Environmental Strategies with
Uncertain Science

S. Fred Singer

S. Fred Singer is the director of the science and environmental policy project
at the Washington Institute for Values in Public Policy and is professor of
environmental sciences (on leave) at the University of Virginia.

Dealing with science-and scientists-presents a major frustration for those who design or administer environmental policies. Contrary to popular perceptions, science is seldom neat, clear, and unequivocal. There are usually many scientific voices, and they often carry conflicting messages. This causes problems for politicians, lawyers, and administrators, who come to these issues from a different culture and find it difficult to cope with scientific uncertainty. It is to them that this essay is directed.

Why Use Science at All?

A politician or administrator may be tempted to deemphasize science, or to ignore it altogether, when making environmental policy decisions. This is especially the case when there is real controversy about the scientific facts or predictions. One is sometimes faced with the argument that since we know how to control the polluting emissions, we should go ahead, apply the technology, and avoid all the arcane scientific controversy that may not get settled soon, if ever. But it is potentially dangerous-and quite costly-to ignore science, even when it is uncertain. Let me count the ways:

• An understanding of the natural trends and variability of environmental conditions is necessary to identify the additional effects of human activities. There are often natural sources of the same or similar pollutants from human activities such as the volcanic emissions of sulfur and chlorine compounds, hydrocarbons from trees, smoke from forest fires, and a variety of esoteric substances from oceanic life forms. A failure to understand or acknowledge the natural sources of these pollutants may lead to an expensive pollution-control program that has little effect on the ambient pollution level.
• Technology annd a scientific understanding are necessary to monitor the state of the environment and to interpret the data properly. For example, global temperature data are affected by increasing urbanization, which creates "heat islands" that misleadingly simulate a global temperature increase.
• Research and development are important to lower the cost of pollution control by developing less polluting industrial processes, agricultural practices, and better pollution-control techniques.
• Finally, a scientific understanding of the effects of policy change is necessary to estimate the benefits of environmental policies. In the absence of even crude estimates of the benefits of environmental policies, it is not possible to conduct any rational analysis of the desired degree of pollution control. The danger in relying solely on technology-based approaches is exemplified by the frequently expressed attitude, "We are not sure of the benefits, but we've got this great new control technology...." Scientific inputs are especially crucial for refined estimates of the marginal benefits of tightening control measures. For example, to evaluate the proposed acid rain legislation, we need an estimate of the incremental benefits from reducing sulfur dioxide emissions by another 10 million tons per year (on top of the 8 million achieved by current controls). And what is the rationale for the 10 million ton reduction as against 2 million or 5 million, or against removing all 20 million tons of sulfur?

For those who are allergic to benefit-cost analysis altogether and eschew, for example, expressing "expected lives saved" in dollar terms, we can reword the issue as follows: given a finite, and usually quite limited, amount of resources (best measured in dollars), how do we save the largest number of lives? This question, of course, leads us quite directly into comparative risk analysis.

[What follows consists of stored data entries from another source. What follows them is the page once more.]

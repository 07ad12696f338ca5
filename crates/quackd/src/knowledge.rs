//! In-memory scenario knowledge base.
//!
//! Holds the vectorized snapshot the match engine scans. The snapshot is
//! an immutable `Arc<Vec<_>>` swapped wholesale on reload and extended
//! copy-on-write on learn, so readers always see a complete snapshot and
//! never block each other or the writer.

use crate::store::{ScenarioRecord, ScenarioStore};
use crate::vectorizer;
use anyhow::{Context, Result};
use std::collections::HashMap;
use std::sync::{Arc, RwLock};
use tracing::{info, warn};

/// A scenario with its prompt vectorized for similarity scoring.
#[derive(Debug, Clone)]
pub struct ScenarioVector {
    pub prompt: String,
    pub answer: String,
    /// Term-frequency map of the prompt, computed once at load time.
    pub terms: HashMap<String, u32>,
}

impl ScenarioVector {
    fn from_record(record: ScenarioRecord) -> Self {
        let terms = vectorizer::vectorize(&record.prompt);
        Self {
            prompt: record.prompt,
            answer: record.answer,
            terms,
        }
    }
}

/// Vectorized scenarios, reloadable from the backing store.
pub struct KnowledgeBase {
    store: Arc<dyn ScenarioStore>,
    snapshot: RwLock<Arc<Vec<ScenarioVector>>>,
}

impl KnowledgeBase {
    /// Empty knowledge base over `store`; call [`KnowledgeBase::reload`]
    /// to populate it.
    pub fn new(store: Arc<dyn ScenarioStore>) -> Self {
        Self {
            store,
            snapshot: RwLock::new(Arc::new(Vec::new())),
        }
    }

    /// Current snapshot. Cheap to take; callers scan the returned `Arc`
    /// without holding any lock.
    pub fn snapshot(&self) -> Arc<Vec<ScenarioVector>> {
        self.snapshot.read().unwrap().clone()
    }

    /// Number of scenarios in the current snapshot.
    pub fn len(&self) -> usize {
        self.snapshot.read().unwrap().len()
    }

    pub fn is_empty(&self) -> bool {
        self.len() == 0
    }

    /// Rebuild the snapshot from the backing store.
    ///
    /// On store failure the previous snapshot stays live and the error is
    /// returned; callers decide whether that is fatal.
    pub fn reload(&self) -> Result<usize> {
        let records = self
            .store
            .list_all()
            .context("failed to load scenarios from store")?;
        let vectors: Vec<ScenarioVector> =
            records.into_iter().map(ScenarioVector::from_record).collect();
        let count = vectors.len();
        *self.snapshot.write().unwrap() = Arc::new(vectors);
        info!("Reloaded {} scenarios.", count);
        Ok(count)
    }

    /// Learn one scenario: validate, persist, then append it to the live
    /// snapshot so it is matchable without waiting for the next reload.
    ///
    /// Returns whether the scenario was accepted. Validation failures and
    /// store errors leave the snapshot untouched.
    pub fn learn(&self, prompt: &str, answer: &str) -> bool {
        let prompt = prompt.trim();
        let answer = answer.trim();
        if prompt.is_empty() || answer.is_empty() {
            warn!("Rejected learn request with blank prompt or answer");
            return false;
        }

        match self.store.insert(prompt, answer) {
            Ok(true) => {
                self.append(ScenarioVector::from_record(ScenarioRecord {
                    prompt: prompt.to_string(),
                    answer: answer.to_string(),
                }));
                true
            }
            Ok(false) => {
                warn!("Store did not persist scenario '{}'", prompt);
                false
            }
            Err(e) => {
                warn!("Failed to persist scenario '{}': {:#}", prompt, e);
                false
            }
        }
    }

    /// Learn a batch of scenarios independently; one failure does not
    /// abort the rest. Returns the number accepted.
    pub fn learn_batch(&self, pairs: &[(String, String)]) -> usize {
        pairs
            .iter()
            .filter(|(prompt, answer)| self.learn(prompt, answer))
            .count()
    }

    fn append(&self, scenario: ScenarioVector) {
        let mut guard = self.snapshot.write().unwrap();
        let mut next = Vec::with_capacity(guard.len() + 1);
        next.extend(guard.iter().cloned());
        next.push(scenario);
        *guard = Arc::new(next);
    }
}

#[cfg(test)]
mod tests {
    use super::*;
    use crate::store::MemoryScenarioStore;

    fn base_with(pairs: &[(&str, &str)]) -> (Arc<MemoryScenarioStore>, KnowledgeBase) {
        let store = Arc::new(MemoryScenarioStore::with_scenarios(pairs));
        let base = KnowledgeBase::new(store.clone());
        base.reload().unwrap();
        (store, base)
    }

    #[test]
    fn test_reload_vectorizes_stored_scenarios() {
        let (_, base) = base_with(&[("What is a duck?", "Only the smartest bird.")]);
        let snapshot = base.snapshot();
        assert_eq!(snapshot.len(), 1);
        assert_eq!(snapshot[0].answer, "Only the smartest bird.");
        assert_eq!(snapshot[0].terms.get("duck"), Some(&1));
        assert!(!snapshot[0].terms.contains_key("what"));
    }

    #[test]
    fn test_reload_failure_keeps_previous_snapshot() {
        let (store, base) = base_with(&[("Hello", "Hi there!")]);
        assert_eq!(base.len(), 1);

        store.set_fail_reads(true);
        assert!(base.reload().is_err());
        assert_eq!(base.len(), 1);
        assert_eq!(base.snapshot()[0].answer, "Hi there!");
    }

    #[test]
    fn test_learn_appends_to_snapshot_and_store() {
        let (store, base) = base_with(&[]);
        assert!(base.learn("What is rain?", "Duck weather."));
        assert_eq!(base.len(), 1);
        assert_eq!(store.count(), 1);
        assert_eq!(base.snapshot()[0].terms.get("rain"), Some(&1));
    }

    #[test]
    fn test_learn_trims_whitespace() {
        let (store, base) = base_with(&[]);
        assert!(base.learn("  Hello  ", "  Hi there!  "));
        let all = store.list_all().unwrap();
        assert_eq!(all[0].prompt, "Hello");
        assert_eq!(all[0].answer, "Hi there!");
    }

    #[test]
    fn test_learn_rejects_blank_fields() {
        let (store, base) = base_with(&[]);
        assert!(!base.learn("", "answer"));
        assert!(!base.learn("prompt", ""));
        assert!(!base.learn("   ", "   "));
        assert_eq!(base.len(), 0);
        assert_eq!(store.count(), 0);
    }

    #[test]
    fn test_learn_store_failure_leaves_snapshot_untouched() {
        let (store, base) = base_with(&[("Hello", "Hi there!")]);
        store.set_fail_writes(true);
        assert!(!base.learn("What is rain?", "Duck weather."));
        assert_eq!(base.len(), 1);
    }

    #[test]
    fn test_learn_batch_counts_only_successes() {
        let (_, base) = base_with(&[]);
        let pairs = vec![
            ("What is rain?".to_string(), "Duck weather.".to_string()),
            ("".to_string(), "ignored".to_string()),
            ("Hello".to_string(), "Hi there!".to_string()),
        ];
        assert_eq!(base.learn_batch(&pairs), 2);
        assert_eq!(base.len(), 2);
    }

    #[test]
    fn test_snapshot_is_isolated_from_later_learns() {
        let (_, base) = base_with(&[("Hello", "Hi there!")]);
        let before = base.snapshot();
        assert!(base.learn("What is rain?", "Duck weather."));
        assert_eq!(before.len(), 1);
        assert_eq!(base.snapshot().len(), 2);
    }
}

For example, can we save more lives and prevent more illness or injury by further limiting automobile emissions of nitrogen oxides, by installing more air bags, or by spending the funds on increased highway safety? I do not know any way of dealing with such issues except by applying lots of science, usually quite multidisciplinary, coupled with appropriate economic analysis. This rational approach contrasts sharply with strategies that demand the use of "best available technology-cost be damned" or with the even more irrational approach that sets standards requiring technology that is not yet available or even attainable.

Why Is Science Uncertain?

The public often has an idealistic view of science-and of scientists. It regards scientific theory and observations as objective and value-free, and scientists as unbiased searchers for the truth-quite unlike the popular image of lawyers and politicians.

This appraisal is mistaken on several counts. Some areas of science are indeed very exact, and the theories can be relied on to produce quite accurate predictions. Planetary orbits fall into this category-with accurate predictions extending far into the future. But as spectacular as these predictions might seem, they are based on a very simple theory-Newton's gravity theory-and involve generally not more than two bodies interacting in a near vacuum. (When calculating the orbit of the Moon, for example, it is quite safe to consider only the influence of the Earth and the Sun and to neglect the gravitational effects of the other planets.)

Environmental science is not like laboratory science, where we can perform carefully controlled experiments that allow us to determine the effect of one variable while all others are held fixed. Unfortunately, environmental science invariably deals with many quite complicated interactions that are hard to disentangle. For that reason the meteorologist cannot forecast the weather very accurately-and hardly at all beyond a few days.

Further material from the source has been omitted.